11 According to Einstein’s equations of gravity, the source of gravity is u + 3P, where u is energy density and P is the pressure. Usually, the second term is ignored because, in normal circumstances, the pressure of matter – due to its microscopic components buzzing about – is negligible compared with the energy density of matter. But it is always possible that there exists some hitherto unknown type of material in which the pressure is not negligible. And, if the pressure P is negative and less than – u/3, this reverses the sign of u + 3P, making gravity repulsive – that is, gravity blows rather than sucks. This is the case with the inflationary, false, vacuum. Incidentally, negative pressure means that, instead of pushing outwards, the vacuum is trying to shrink everywhere. Yet, bizarrely, it has repulsive gravity, and inflates. The reason for this is that the pressure has no direct effect. Every chunk of shrinking vacuum is surrounded by other chunks of shrinking vacuum so, overall, the negative pressure cancels out. Instead, the negative pressure has an indirect effect entirely through Einstein’s equations, which endow it with repulsive gravity.
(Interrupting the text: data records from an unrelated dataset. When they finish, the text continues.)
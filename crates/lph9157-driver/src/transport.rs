use std::fmt;

use embedded_hal::{
	digital::{OutputPin, PinState},
	spi::SpiBus,
};
use tracing::{instrument, trace};

use crate::error::{Error, Result};

/// Data/command line level selecting a command byte.
pub const COMMAND: PinState = PinState::Low;

/// Data/command line level selecting data bytes.
pub const DATA: PinState = PinState::High;

/// The control lines wired to the panel, besides the SPI bus itself.
#[derive(Debug, Clone, Copy, PartialEq, Eq, Hash)]
pub enum Line {
	Power,
	Reset,
	DataCommand,
}

impl fmt::Display for Line {
	fn fmt(&self, f: &mut fmt::Formatter<'_>) -> fmt::Result {
		f.write_str(match self {
			Self::Power => "power",
			Self::Reset => "reset",
			Self::DataCommand => "data/command",
		})
	}
}

/// Command/data framing over an SPI bus and a data/command select line.
///
/// Every call is exactly one bus transaction, issued in call order. Failures are returned as-is;
/// nothing is retried at this level.
#[derive(Debug)]
pub struct Transport<SPI, DC> {
	spi: SPI,
	dc: DC,
}

impl<SPI, DC> Transport<SPI, DC>
where
	SPI: SpiBus,
	DC: OutputPin,
{
	pub fn new(spi: SPI, dc: DC) -> Self {
		Self { spi, dc }
	}

	#[instrument(level = "trace", skip(self))]
	fn set_dc(&mut self, level: PinState) -> Result<()> {
		self.dc
			.set_state(level)
			.map_err(Error::pin(Line::DataCommand))
	}

	/// Send a single command byte.
	#[instrument(level = "trace", skip(self))]
	pub fn send_command(&mut self, byte: u8) -> Result<()> {
		self.set_dc(COMMAND)?;
		trace!(byte=%format!("{byte:02X?}"), "writing command byte to SPI");
		self.write_raw(&[byte])
	}

	/// Send a single data byte.
	#[instrument(level = "trace", skip(self))]
	pub fn send_data(&mut self, byte: u8) -> Result<()> {
		self.set_dc(DATA)?;
		trace!(byte=%format!("{byte:02X?}"), "writing data byte to SPI");
		self.write_raw(&[byte])
	}

	/// Write a block of data in one transaction.
	#[instrument(level = "trace", skip(self, bytes))]
	pub fn write_data(&mut self, bytes: &[u8]) -> Result<()> {
		self.set_dc(DATA)?;
		self.write_raw(bytes)
	}

	/// Latch the data/command line at data level, for a run of [`write_raw`](Self::write_raw).
	pub(crate) fn begin_data(&mut self) -> Result<()> {
		self.set_dc(DATA)
	}

	pub(crate) fn write_raw(&mut self, bytes: &[u8]) -> Result<()> {
		trace!(length = bytes.len(), "writing some bytes to SPI");
		self.spi.write(bytes).map_err(Error::write)?;
		self.spi.flush().map_err(Error::write)
	}

	pub(crate) fn dc_mut(&mut self) -> &mut DC {
		&mut self.dc
	}

	/// Give back the bus and the data/command line.
	pub fn release(self) -> (SPI, DC) {
		(self.spi, self.dc)
	}
}
use std::num::NonZeroUsize;

use rppal::{
	gpio::{Gpio, OutputPin},
	hal::Delay,
	spi::{Bus, Mode, SlaveSelect, Spi},
};
use tracing::{debug, info, instrument};

use crate::{
	error::{Error, Result},
	panel::{Panel, PanelOptions},
	power::SettlePolicy,
	transfer::DEFAULT_CHUNK_SIZE,
};

/// A panel session on Raspberry Pi hardware.
pub type RppalPanel = Panel<Spi, OutputPin, OutputPin, OutputPin, Delay>;

/// Arguments to open an LCD panel session.
///
/// This is a struct to hold the arguments for the LCD driver: SPI port and frequency, GPIO pins,
/// transfer and power behaviour.
///
/// It implements [`Default`] with the default wiring.
#[derive(Debug, Clone)]
pub struct DriverArgs {
	/// SPI port to use.
	///
	/// Defaults to 0.
	pub spi: u8,

	/// SPI CE number for the panel's chip select pin.
	///
	/// Defaults to 0.
	pub ce: u8,

	/// SPI frequency in Hz.
	///
	/// Defaults to 12 MHz.
	pub frequency: u32,

	/// GPIO pin number for the panel's power enable pin.
	///
	/// Defaults to 23.
	pub power: u8,

	/// GPIO pin number for the panel's reset pin.
	///
	/// Defaults to 27.
	pub reset: u8,

	/// GPIO pin number for the panel's data/command pin.
	///
	/// Defaults to 25.
	pub dc: u8,

	/// Largest SPI write while streaming a frame.
	///
	/// Defaults to 63 bytes.
	pub chunk_size: NonZeroUsize,

	/// What to do when re-powering the panel too soon.
	///
	/// Defaults to waiting.
	pub settle: SettlePolicy,

	/// Leave the power, reset and data/command lines as driven after the session ends, so the
	/// panel stays lit and showing its image.
	///
	/// When false, rppal restores each line to what it was before [`open()`] claimed it.
	///
	/// Defaults to true.
	pub persist_power: bool,
}

impl Default for DriverArgs {
	fn default() -> Self {
		Self {
			spi: 0,
			ce: 0,
			frequency: 12_000_000,
			power: 23,
			reset: 27,
			dc: 25,
			chunk_size: DEFAULT_CHUNK_SIZE,
			settle: SettlePolicy::default(),
			persist_power: true,
		}
	}
}

/// Connect to the LCD panel I/O.
///
/// This performs the necessary setup for the GPIO and SPI pins, but doesn't touch the panel
/// otherwise. Usually you'll want to call [`Panel::init()`] right after.
///
/// The power pin keeps its current level when claimed, so a panel left on by a previous session
/// is noticed (and properly cycled) by `init()`.
///
/// With [`DriverArgs::persist_power`], all three lines stay as driven when the session ends:
/// restoring just one of them (reset, say) would blank or hang a panel that is still powered.
#[instrument(level = "debug")]
pub fn open(args: &DriverArgs) -> Result<RppalPanel> {
	let bus = spi_bus(args.spi, args.ce)?;
	let ce = slave_select(args.spi, args.ce)?;

	let gpio = Gpio::new()?;
	let mut power = gpio.get(args.power)?.into_output();
	let mut reset = gpio.get(args.reset)?.into_output_high();
	let mut dc = gpio.get(args.dc)?.into_output_low();
	for pin in [&mut power, &mut reset, &mut dc] {
		pin.set_reset_on_drop(!args.persist_power);
	}

	let mut spi = Spi::new(bus, ce, args.frequency, Mode::Mode0)?;
	spi.set_bits_per_word(8)?;
	debug!(clock = spi.clock_speed()?, "SPI configured");

	info!(
		"opened LPH9157 on spidev{}.{} @{}MHz",
		args.spi,
		args.ce,
		args.frequency / 1_000_000
	);

	Ok(Panel::new(
		spi,
		dc,
		reset,
		power,
		Delay::new(),
		PanelOptions {
			chunk_size: args.chunk_size,
			settle: args.settle,
		},
	))
}

fn spi_bus(bus: u8, ce: u8) -> Result<Bus> {
	Ok(match bus {
		0 => Bus::Spi0,
		1 => Bus::Spi1,
		2 => Bus::Spi2,
		3 => Bus::Spi3,
		4 => Bus::Spi4,
		5 => Bus::Spi5,
		6 => Bus::Spi6,
		_ => return Err(Error::SpiDevice { bus, ce }),
	})
}

fn slave_select(bus: u8, ce: u8) -> Result<SlaveSelect> {
	Ok(match ce {
		0 => SlaveSelect::Ss0,
		1 => SlaveSelect::Ss1,
		2 => SlaveSelect::Ss2,
		_ => return Err(Error::SpiDevice { bus, ce }),
	})
}
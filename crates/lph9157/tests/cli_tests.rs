#![cfg(target_os = "linux")]

#[test]
fn cli_tests() {
	let cases = trycmd::TestCases::new();
	cases
		.env("RUST_LOG", "warn")
		.env("NO_COLOR", "1")
		.case("tests/cmd/*.toml");

	cases.run();
}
12 This is typical of anything quantum. Its behaviour – for instance, whether it decays – is totally random, totally unpredictable. The Universe was a quantum object in its first split second of existence because it was smaller than an atom.

13 To be fair, nobody has yet managed to unite quantum theory with Einstein’s theory of gravity. A quantum theory of gravity, for all we know, may predict the exact energy density observed for the dark energy. Uniting quantum theory – a theory of the very small – and the general theory of relativity – a theory of the very big – is essential to understanding the birth of the Universe. After all, at that time, something very big was also very small.
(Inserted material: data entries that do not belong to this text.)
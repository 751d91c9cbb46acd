use std::num::NonZeroUsize;

use embedded_hal::{
	delay::DelayNs,
	digital::{OutputPin, StatefulOutputPin},
	spi::SpiBus,
};
use tracing::{info, instrument, warn};

use crate::{
	commands::PixelFormat,
	error::{Error, Result},
	geometry::Window,
	image::PixelBuffer,
	power::{PanelState, Sequencer, SettlePolicy},
	protocol::{self, ByteAddressing},
	transfer::{self, DEFAULT_CHUNK_SIZE},
	transport::Transport,
};

/// Tunables for a panel session.
#[derive(Debug, Clone, Copy, PartialEq, Eq)]
pub struct PanelOptions {
	/// Largest number of bytes to send in one SPI transaction while streaming a frame.
	pub chunk_size: NonZeroUsize,

	/// What to do if the panel is powered up again too soon after being switched off.
	pub settle: SettlePolicy,
}

impl Default for PanelOptions {
	fn default() -> Self {
		Self {
			chunk_size: DEFAULT_CHUNK_SIZE,
			settle: SettlePolicy::default(),
		}
	}
}

/// A session with one LPH9157 panel.
///
/// Owns the SPI bus, the data/command, reset and power lines, and a delay source. The bus and
/// lines are released when this is dropped (or explicitly, with [`release()`](Self::release)).
#[derive(Debug)]
pub struct Panel<SPI, DC, RST, PWR, D> {
	sink: ByteAddressing<Transport<SPI, DC>>,
	sequencer: Sequencer<RST, PWR>,
	delay: D,
	format: PixelFormat,
	chunk_size: NonZeroUsize,
}

impl<SPI, DC, RST, PWR, D> Panel<SPI, DC, RST, PWR, D>
where
	SPI: SpiBus,
	DC: OutputPin,
	RST: OutputPin,
	PWR: StatefulOutputPin,
	D: DelayNs,
{
	/// Take ownership of the panel hardware.
	///
	/// Nothing is sent to the panel until [`init()`](Self::init).
	pub fn new(
		spi: SPI,
		dc: DC,
		reset: RST,
		power: PWR,
		delay: D,
		options: PanelOptions,
	) -> Self {
		Self {
			sink: ByteAddressing::new(Transport::new(spi, dc)),
			sequencer: Sequencer::new(reset, power, options.settle),
			delay,
			format: PixelFormat::default(),
			chunk_size: options.chunk_size,
		}
	}

	pub fn state(&self) -> PanelState {
		self.sequencer.state()
	}

	/// The pixel format the panel was last initialised with.
	pub fn pixel_format(&self) -> PixelFormat {
		self.format
	}

	/// Power the panel up and program it for `format` pixels.
	///
	/// Only valid on a powered-off panel. On failure the panel is left in an indeterminate
	/// state: call [`power_off()`](Self::power_off) before trying again.
	#[instrument(level = "debug", skip(self))]
	pub fn init(&mut self, format: PixelFormat) -> Result<()> {
		self.sequencer.expect(PanelState::PoweredOff)?;

		self.sequencer
			.prepare(self.sink.inner_mut().dc_mut(), &mut self.delay)?;
		self.sequencer.reset(&mut self.sink, &mut self.delay)?;
		protocol::init_registers(&mut self.sink, &mut self.delay, format)?;
		self.sequencer.ready()?;

		self.format = format;
		info!(?format, "LPH9157 initialised");
		Ok(())
	}

	/// Set the addressing window for the next memory write.
	#[instrument(level = "trace", skip(self))]
	pub fn set_window(&mut self, window: Window) -> Result<()> {
		self.sequencer.expect(PanelState::Ready)?;
		protocol::set_window(&mut self.sink, window)
	}

	/// Draw a full frame.
	///
	/// Sets the window to the whole panel, then streams the frame in chunks. A failed chunk
	/// aborts the draw with [`Error::Transfer`]; the panel is not reset or powered off.
	#[instrument(level = "debug", skip(self, frame))]
	pub fn draw(&mut self, frame: &PixelBuffer) -> Result<usize> {
		self.sequencer.expect(PanelState::Ready)?;

		let depth = frame.depth().pixel_format();
		if depth != self.format {
			return Err(Error::Format {
				panel: self.format,
				frame: depth,
			});
		}

		self.set_window(Window::FULL)?;
		let written = transfer::stream(self.sink.inner_mut(), frame.data(), self.chunk_size)?;
		info!(written, "frame drawn");
		Ok(written)
	}

	/// Switch the panel off. Never fails; problems are logged.
	pub fn power_off(&mut self) {
		self.sequencer.power_off(self.sink.inner_mut().dc_mut());
	}

	/// Block until a powered-off panel has been off for the full settle time.
	///
	/// Use before ending a session that switched the panel off, so the next one can power it up
	/// straight away.
	pub fn settle(&mut self) {
		self.sequencer.settle(&mut self.delay);
	}

	/// Give back the hardware: SPI bus, data/command, reset and power lines, delay.
	pub fn release(self) -> (SPI, DC, RST, PWR, D) {
		let (spi, dc) = self.sink.into_inner().release();
		let (reset, power) = self.sequencer.release();
		(spi, dc, reset, power, self.delay)
	}
}

/// Power off a panel session that may not exist.
///
/// Cleanup paths can run before a session was ever opened; this only warns in that case.
pub fn power_off<SPI, DC, RST, PWR, D>(panel: Option<&mut Panel<SPI, DC, RST, PWR, D>>)
where
	SPI: SpiBus,
	DC: OutputPin,
	RST: OutputPin,
	PWR: StatefulOutputPin,
	D: DelayNs,
{
	match panel {
		Some(panel) => panel.power_off(),
		None => warn!("failed to power off LPH9157: no panel session"),
	}
}
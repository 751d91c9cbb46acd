use std::process::ExitCode;

#[global_allocator]
static GLOBAL: mimalloc::MiMalloc = mimalloc::MiMalloc;

#[cfg(target_os = "linux")]
fn main() -> ExitCode {
	let (args, _guard) = match lph9157::args() {
		Ok(args) => args,
		Err(err) => return err.exit(),
	};

	match lph9157::run(args) {
		Ok(()) => ExitCode::SUCCESS,
		Err(err) => err.exit(),
	}
}

#[cfg(not(target_os = "linux"))]
fn main() -> ExitCode {
	eprintln!("lph9157 only runs on Linux");
	ExitCode::from(1)
}
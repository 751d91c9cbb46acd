use lph9157_driver::{bmp, open, DriverArgs};
use tracing::{debug, info, instrument};

use crate::{args::Args, error::CliError};

/// Draw the image on the panel.
///
/// The image is read and checked in full before any panel hardware is claimed. If bringing the
/// panel up fails, it is switched off again; a failure while drawing leaves it as it is.
///
/// Whenever the panel is switched off, this waits out the settle time before returning.
#[instrument(level = "debug", skip(args), fields(image = %args.image.display()))]
pub fn run(args: Args) -> Result<(), CliError> {
	let frame = bmp::load(&args.image).map_err(CliError::image)?;
	debug!(depth = frame.depth().bits(), "image loaded");

	let mut lcd = open(&DriverArgs::from(&args.panel)).map_err(CliError::Panel)?;
	if let Err(err) = lcd.init(frame.depth().pixel_format()) {
		lcd.power_off();
		lcd.settle();
		return Err(CliError::Panel(err));
	}

	let written = lcd.draw(&frame).map_err(CliError::Panel)?;
	info!(written, "drew {}", args.image.display());

	if args.panel.release_power {
		lcd.power_off();
		lcd.settle();
	} else {
		debug!("leaving the panel powered");
	}

	Ok(())
}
14 The clumping together of matter to form galaxies could begin only when the fireball had cooled enough for electrons to combine with nuclei to form the Universe ’s first atoms. The reason is that free electrons interact strongly with, or scatter, photons, and there were about 10 billion for every electron in the big-bang fireball. They blasted apart any matter trying to clump together under gravity. Once electrons were mopped up by atoms, however, gravity gained control of the Universe. The time when galaxies began to form, about 379,000 years after the birth of the Universe, is known as the epoch of last scattering. Priceless information about this period is imprinted on the cosmic background radiation.
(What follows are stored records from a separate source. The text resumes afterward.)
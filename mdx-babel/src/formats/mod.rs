//! Format implementations
//!
//! This module contains all format implementations that convert between
//! the document tree and text representations.

pub mod icons;
pub mod json;
pub mod mdx;
pub mod treeviz;

pub use json::JsonFormat;
pub use mdx::MdxFormat;
pub use treeviz::TreevizFormat;
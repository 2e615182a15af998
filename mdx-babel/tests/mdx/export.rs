//! Export tests for the MDX format (tree → MDX)

use crate::common::{bullets, fixture, item, numbered, para, text_item};
use insta::assert_snapshot;
use mdx_babel::format::Format;
use mdx_babel::formats::MdxFormat;
use mdx_babel::ir::nodes::{Block, Document, ImageFigure, Inline, Mark, Marks, VideoEmbed, VideoProvider};
use mdx_babel::{parse, serialize};

#[test]
fn test_kitchensink_export_is_canonical() {
    let out = serialize(&parse(&fixture("kitchensink.mdx")));
    assert_snapshot!(out, @r###"
    # Kitchen Sink

    A paragraph with **bold**, *italic* and `code` spans, soft-wrapped onto a second line.

    ## Lists

    - first bullet
    - second bullet continued on an indented line
      - nested bullet
      - another nested
        1. deep ordered
    - third bullet

    1. starts at three
    2. renumbered on export

    - <ImageFigure src={"https://cdn.example.com/a.png"} alt={"Inline"} />
    -

    ### Media

    <ImageFigure src={"https://cdn.example.com/cover.png"} alt={"Cover"} caption={"It's a \"cover\""} width={1200} />

    <VideoEmbed src={"https://www.youtube.com/embed/dQw4w9WgXcQ"} title={"Demo"} provider={"youtube"} aspectRatio={1.7777777777777777} />

    <VideoEmbed src={"https://player.vimeo.com/video/76979871"} provider={"vimeo"} aspectRatio={1.5} />

    <ImageFigure src="javascript:alert(1)" />

    #### Code

    ```rust
    fn main() {
        println!("**not bold**");
    }
    ```

    ##### Not a heading
    "###);
}

#[test]
fn test_multi_paragraph_item_uses_continuation_indent() {
    let doc = Document::new(vec![numbered(vec![
        item(vec![para("first"), para("second")]),
        text_item("next"),
    ])]);
    assert_eq!(serialize(&doc), "1. first\n  second\n2. next");
}

#[test]
fn test_item_starting_with_nested_list_emits_bare_marker() {
    let doc = Document::new(vec![bullets(vec![item(vec![bullets(vec![
        text_item("inner"),
    ])])])]);
    assert_eq!(serialize(&doc), "-\n  - inner");
}

#[test]
fn test_combined_marks_nest_in_application_order() {
    let marks: Marks = [Mark::Code, Mark::Bold].into_iter().collect();
    let doc = Document::new(vec![Block::paragraph(vec![
        Inline::Text {
            text: "x".to_string(),
            marks,
        },
        Inline::HardBreak,
        Inline::text("y"),
    ])]);
    assert_eq!(serialize(&doc), "`**x**`  \ny");
}

#[test]
fn test_media_attributes_are_json_literals() {
    let doc = Document::new(vec![
        Block::ImageFigure(ImageFigure {
            src: "https://cdn.example.com/q.png?a=1&b=\"2\"".to_string(),
            alt: "a \\ b".to_string(),
            caption: String::new(),
            width: None,
        }),
        Block::VideoEmbed(VideoEmbed {
            src: "https://player.vimeo.com/video/1".to_string(),
            title: "T".to_string(),
            provider: VideoProvider::Vimeo,
            aspect_ratio: 2.0,
        }),
    ]);
    let out = serialize(&doc);
    assert_eq!(
        out,
        "<ImageFigure src={\"https://cdn.example.com/q.png?a=1&b=\\\"2\\\"\"} alt={\"a \\\\ b\"} />\n\n\
         <VideoEmbed src={\"https://player.vimeo.com/video/1\"} title={\"T\"} provider={\"vimeo\"} aspectRatio={2.0} />"
    );
    assert_eq!(parse(&out), doc);
}

#[test]
fn test_unsupported_blocks_leave_no_gap() {
    let doc = Document::new(vec![para("a"), Block::Unsupported, para("b")]);
    assert_eq!(serialize(&doc), "a\n\nb");
}

#[test]
fn test_format_trait_serialize_matches_free_function() {
    let doc = Document::new(vec![para("hello")]);
    let via_trait = MdxFormat::default().serialize(&doc).expect("mdx never fails");
    assert_eq!(via_trait, serialize(&doc));
}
15 The evidence for dark matter also comes from within galaxies. The stars in the outer regions of spiral galaxies such as our Milky Way, for instance, are orbiting too fast. Like children on a speeded-up roundabout, they should fly off into intergalactic space. The reason they do not, astronomers maintain, is that they are in the grip of the gravity of a huge mass of dark matter. This dark matter, which greatly outweighs the visible stars, is believed to form a spherical halo in which is embedded the flattened disc of the spiral galaxy.

16 Earlier, it was mentioned that a crucial piece of evidence for the big bang is that 25 per cent of the mass of the Universe is helium. That is 25 per cent of the ordinary matter.

17 See ‘The Holes in the Sky’, Chapter 6 of my book The Universe Next Door.

18 Cosmological parameters such as the age and expansion rate of the Universe were once very badly known. Everything changed with the launch in 2001 of NASA’s Wilkinson Microwave Anisotropy Probe to observe the afterglow of the big bang. It ushered in the age of precision cosmology.

19 Apologies for using the image of a bubble in two different contexts. Each bubble that forms in the inflationary vacuum actually contains an infinite number of big-bang regions (smaller bubbles), each like our observable Universe. If you are wondering how something can be bounded yet infinite, it is because the inflationary vacuum is expanding so incredibly fast that, to observers inside the bubble, the boundary is unreachable. Effectively, therefore, the bubble is infinite.

20 Arthur C. Clarke, ‘The Wall of Darkness’, The Other Side of the Sky.